Pense na liderança como uma escala. Em uma extremidade estão os líderes sangue-frio, muito presentes em empresas industriais e bancos que fizeram muito dinheiro nos últimos anos. Eu disse dinheiro, não resultados, notou? Na outra extremidade situam-se os poucos líderes compassivos, apaixonados por gente e que lideram não pelo medo, mas pelo amor. Em que posição você se coloca? E seus superiores?
Mais uma pergunta: sob qual desses dois estilos de liderança você acha que a inovação prospera? Sim: líderes, e seus estilos, são determinantes para o ambiente, e ninguém mais tem dúvidas de que a capacidade de inovar é o que fará as empresas sobreviverem às profundas mudanças socioculturais pós-pandemia. A inovação pode estar em tudo o que se faz no interior de uma organização e, se a terra for fértil, são múltiplos os gatilhos para ativá-la. “De toda parte, inclusive da ‘implantação’, emanam pequenas decisões que podem se tornar grandes estratégias”, disse uma vez H. Mintzberg, acadêmico canadense, autor de diversos livros sobre gestão e organizações.
Em home office e em plena revolução digital, ficou mais difícil liderar com base no poder e na força. A avaliação das equipes por seus superiores está menos suscetível a fatores clássicos, como o número de horas-assento no local de trabalho, ou a questões subjetivas e de relacionamento que sempre existiram. Agora os líderes têm que provocar engajamento verdadeiro, inspirar a distância e fazer com que cada colaborador dedique ao trabalho o melhor de si e sua energia mais vibrante, componentes essenciais para que a inovação nasça e prospere. Fazer com que a organização funcione como um só sistema no qual as partes (departamentos) trabalhem juntas de maneira natural e harmoniosa – ainda que cada integrante do time esteja na própria casa. Deixar de olhar para as empresas como organogramas e reconhecer que são sistemas orgânicos.

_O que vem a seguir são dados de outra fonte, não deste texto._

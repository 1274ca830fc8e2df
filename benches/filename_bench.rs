use criterion::{black_box, criterion_group, criterion_main, Criterion};
use pdf_shelf::client::{BibRecord, MetadataSource};
use pdf_shelf::rename::filename::{render, sanitize};

fn bench_sanitize(c: &mut Criterion) {
    let short = "Shannon - A Mathematical Theory of Communication (1948)";
    let messy = "  Ünïcode <title>  with/illegal\\chars  and   runs of   whitespace  ".repeat(4);
    let long = "word ".repeat(100);

    let mut group = c.benchmark_group("sanitize");
    group.bench_function("clean_short", |b| b.iter(|| sanitize(black_box(short))));
    group.bench_function("messy_unicode", |b| b.iter(|| sanitize(black_box(&messy))));
    group.bench_function("truncated_long", |b| b.iter(|| sanitize(black_box(&long))));
    group.finish();
}

fn bench_render(c: &mut Criterion) {
    let record = BibRecord {
        title: "Attention Is All You Need".to_string(),
        authors: vec![
            "Vaswani, Ashish".to_string(),
            "Shazeer, Noam".to_string(),
            "Parmar, Niki".to_string(),
        ],
        year: "2017".to_string(),
        journal: "NeurIPS".to_string(),
        ..BibRecord::new(MetadataSource::Crossref, 1.0)
    };

    c.bench_function("render_journal_template", |b| {
        b.iter(|| {
            render(
                black_box(&record),
                black_box("{author} - {title} - {journal} ({year})"),
            )
        })
    });
}

criterion_group!(benches, bench_sanitize, bench_render);
criterion_main!(benches);
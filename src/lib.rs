pub mod client;
pub mod config;
pub mod error;
pub mod extract;
pub mod reader;
pub mod rename;
pub mod scan;

pub use client::{BibRecord, Doi, MetadataSource, Resolver, ResolverConfig};
pub use config::Config;
pub use error::{Error, Result};
pub use extract::{DocumentInfo, IdentifierExtractor};
pub use reader::{DocumentReader, PdfReader};
pub use rename::{
    BatchOutcome, Journal, JournalEntry, RenameExecutor, RenameRequest, SessionUndoItem,
};
pub use scan::{ScanItem, ScanReport};

use client::providers::{LookupContext, ZoteroProvider};
use std::path::{Path, PathBuf};
use std::sync::Arc;

/// Facade wiring the reader, extractor, waterfall, executor, and journal
/// together behind the operations a front end needs.
pub struct PdfShelf {
    config: Config,
    reader: Arc<dyn DocumentReader>,
    extractor: IdentifierExtractor,
    resolver: Resolver,
    journal: Arc<Journal>,
    executor: RenameExecutor,
}

impl PdfShelf {
    /// Build against the default `lopdf`-backed reader
    pub fn new(config: Config) -> Result<Self> {
        Self::with_reader(config, Arc::new(PdfReader::new()))
    }

    /// Build with a custom document reader (used in tests)
    pub fn with_reader(config: Config, reader: Arc<dyn DocumentReader>) -> Result<Self> {
        let resolver = Resolver::new(&config)?;
        let journal = Arc::new(Journal::new(config.journal_path()));

        let context = LookupContext {
            timeout: config.provider_timeout(),
            user_agent: config.providers.user_agent.clone(),
        };
        let zotero = if config.zotero.configured() {
            Some(Arc::new(ZoteroProvider::new(
                config.zotero.clone(),
                &config.providers.user_agent,
            )?))
        } else {
            None
        };
        let executor = RenameExecutor::new(journal.clone(), zotero, context);

        Ok(Self {
            extractor: IdentifierExtractor::new(),
            config,
            reader,
            resolver,
            journal,
            executor,
        })
    }

    pub fn config(&self) -> &Config {
        &self.config
    }

    /// Resolve one document to a metadata record. Always produces a record;
    /// an unidentifiable document yields `manual_review`.
    pub async fn resolve(&self, path: &Path) -> BibRecord {
        scan::resolve_document(self.reader.as_ref(), &self.extractor, &self.resolver, path).await
    }

    /// Render a record into a sanitized filename. `template` may be a
    /// preset name or a literal template string; `None` uses the configured
    /// template.
    pub fn synthesize_name(&self, record: &BibRecord, template: Option<&str>) -> String {
        rename::filename::render(record, &self.config.resolve_template(template))
    }

    /// Scan a directory and propose a rename for every PDF in it
    pub async fn scan_directory(
        &self,
        directory: &Path,
        template: Option<&str>,
    ) -> Result<ScanReport> {
        scan::scan_directory(
            self.reader.as_ref(),
            &self.extractor,
            &self.resolver,
            directory,
            &self.config.resolve_template(template),
            self.config.scan.max_concurrent,
        )
        .await
    }

    /// Execute a batch of renames, journaling each success
    pub async fn execute(
        &self,
        batch: Vec<RenameRequest>,
        session_id: Option<String>,
    ) -> BatchOutcome {
        self.executor.execute(batch, session_id).await
    }

    /// Undo one rename by journal index
    pub fn undo_single(&self, index: usize) -> Result<PathBuf> {
        self.journal.undo_single(index)
    }

    /// Undo every non-undone rename in a session
    pub fn undo_session(&self, session_id: &str) -> Result<Vec<SessionUndoItem>> {
        self.journal.undo_session(session_id)
    }

    /// The full ordered rename history
    pub fn history(&self) -> Result<Vec<JournalEntry>> {
        self.journal.history()
    }
}
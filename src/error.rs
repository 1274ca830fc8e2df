use std::path::PathBuf;
use thiserror::Error;

/// Crate-level error taxonomy.
///
/// Provider lookup failures never appear here: they are absorbed inside the
/// resolution waterfall as `ProviderError` and coalesced with "no match".
/// Everything below is either a per-item filesystem outcome or a journal
/// refusal, reported in batch results rather than aborting an operation.
#[derive(Error, Debug)]
pub enum Error {
    // Configuration errors (permanent failures)
    #[error("Configuration error: {0}")]
    Config(#[from] config::ConfigError),

    // I/O errors
    #[error("IO error: {0}")]
    Io(#[from] std::io::Error),

    // Serialization errors (journal file, settings)
    #[error("Serialization error: {0}")]
    Serde(#[from] serde_json::Error),

    // Client errors (permanent - caller mistake)
    #[error("Invalid input: {field} - {reason}")]
    InvalidInput { field: String, reason: String },

    // Rename executor
    #[error("File not found: {path}")]
    FileNotFound { path: PathBuf },

    // Undo journal refusals
    #[error("Invalid journal index: {index}")]
    InvalidIndex { index: usize },

    #[error("Entry {index} already undone")]
    AlreadyUndone { index: usize },

    #[error("File not found: {path}")]
    TargetMissing { path: PathBuf },

    #[error("Original path already occupied: {path}")]
    SourceOccupied { path: PathBuf },

    // Provider construction problems (bad HTTP client config and the like);
    // lookup-time provider failures stay inside the waterfall
    #[error("Provider error: {0}")]
    Provider(String),
}

impl From<crate::client::providers::ProviderError> for Error {
    fn from(err: crate::client::providers::ProviderError) -> Self {
        Error::Provider(err.to_string())
    }
}

impl Error {
    /// Whether the error is a per-item outcome that a batch or session
    /// operation should record and move past, as opposed to a caller
    /// mistake worth surfacing immediately.
    pub fn is_per_item(&self) -> bool {
        matches!(
            self,
            Error::FileNotFound { .. }
                | Error::AlreadyUndone { .. }
                | Error::TargetMissing { .. }
                | Error::SourceOccupied { .. }
                | Error::Io(_)
        )
    }
}

pub type Result<T> = std::result::Result<T, Error>;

Escolas de MBA e muitas empresas não estão prontas para ensinar essa forma de liderar. Na maioria dos casos em que se ouve falar dela, ao se averiguar melhor descobre-se que tudo não passa de discurso vazio. Os novos tempos requerem líderes dedicados, humildes, capazes de apoiar e de provocar paixão nos integrantes de seus times. Talvez a descoberta da nossa vulnerabilidade, o luto pelos que se foram e a ascensão de um número maior de mulheres de grande sensibilidade aos cargos de liderança possam enfim encerrar a era da arrogância em nome do poder.
Quem sabe tenha morrido o líder que “destrói” fornecedores e parceiros para depois dar uma de bacana mostrando os resultados e fazendo doações a quem precisa. O líder sensível cria valor na cadeia em que está inserido. Ele sabe que o cliente nem sempre quer lidar com robôs, e que nenhuma máquina será capaz de assumir responsabilidades ou dar amor. E cá estamos de volta a Mintzberg e ao conceito do líder intuitivo, que inspira, é passional e cria possibilidades infindáveis.
Considerar o poder das emoções no dia a dia das empresas talvez proporcione uma expansão da pequena parcela que utilizamos da capacidade de nossos cérebros. Quiçá sejamos menos parecidos com máquinas programáveis e mais artistas da gestão. Inspirados e operando no modo amor, é possível que coloquemos nosso miniuniverso, com seu um bilhão de galáxias (neurônios), a serviço de criar produtos e soluções encantadoras.
A capacidade de inovar é uma característica única dos seres humanos e tem a ver com energia vital. Na nova era em que viveremos, os líderes compreenderão sua gigantesca responsabilidade de atuar sobre esse dom divino da inovação. Ouvirão mais seus corações e abandonarão de vez formas de liderar que migraram dos exércitos para as empresas. Quem sabe encontremos no país mundialmente famoso pela alegria e pelas emoções de sua gente um “modelo empresarial Brasil” de desenvolvimento econômico cujas bases não sejam apenas o lucro, mas a combinação harmoniosa de pessoas e criação de valor. Novos líderes comandarão a verdadeira revolução de nossos tempos no mundo empresarial. E será pelo amor.